» Your objective
State how many lines in the listing below include the word "output", and add nothing besides the number.

» Entries supplied
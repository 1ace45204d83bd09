// Copyright 2026 Google LLC
//
// Licensed under the Apache License, Version 2.0 <LICENSE-APACHE or
// https://www.apache.org/licenses/LICENSE-2.0> or the MIT license
// <LICENSE-MIT or https://opensource.org/licenses/MIT>, at your
// option. This file may not be copied, modified, or distributed
// except according to those terms.

use std::collections::TryReserveError;
use std::io;
use thiserror::Error;

/// Fatal conditions that abort a benchmark run.
///
/// None of these are recovered from: a run either completes and produces a
/// full report, or stops with one of these errors and reports nothing.
#[derive(Error, Debug)]
pub enum Error {
    /// A workload-sized vector couldn't be allocated.
    #[error("failed to allocate vector '{what}' of {len} elements")]
    Allocation {
        /// Name of the vector.
        what: &'static str,
        /// Requested number of elements.
        len: usize,
        /// Underlying allocation failure.
        #[source]
        source: TryReserveError,
    },

    /// The number of worker threads couldn't be determined.
    #[error("failed to query the available parallelism")]
    AvailableParallelism(#[source] io::Error),

    /// A worker thread couldn't be spawned.
    #[error("failed to spawn worker thread #{id}")]
    Spawn {
        /// Index of the worker.
        id: usize,
        /// Underlying OS error.
        #[source]
        source: io::Error,
    },

    /// Some worker threads panicked while running a parallel region.
    #[error("{count} worker thread(s) panicked")]
    WorkerPanicked {
        /// Number of workers that panicked.
        count: usize,
    },

    /// The output and input vectors don't have the same length.
    #[error("length mismatch: output has {output} elements, inputs have {left} and {right}")]
    LengthMismatch {
        /// Length of the output.
        output: usize,
        /// Length of the left input.
        left: usize,
        /// Length of the right input.
        right: usize,
    },
}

» Exercise answer
4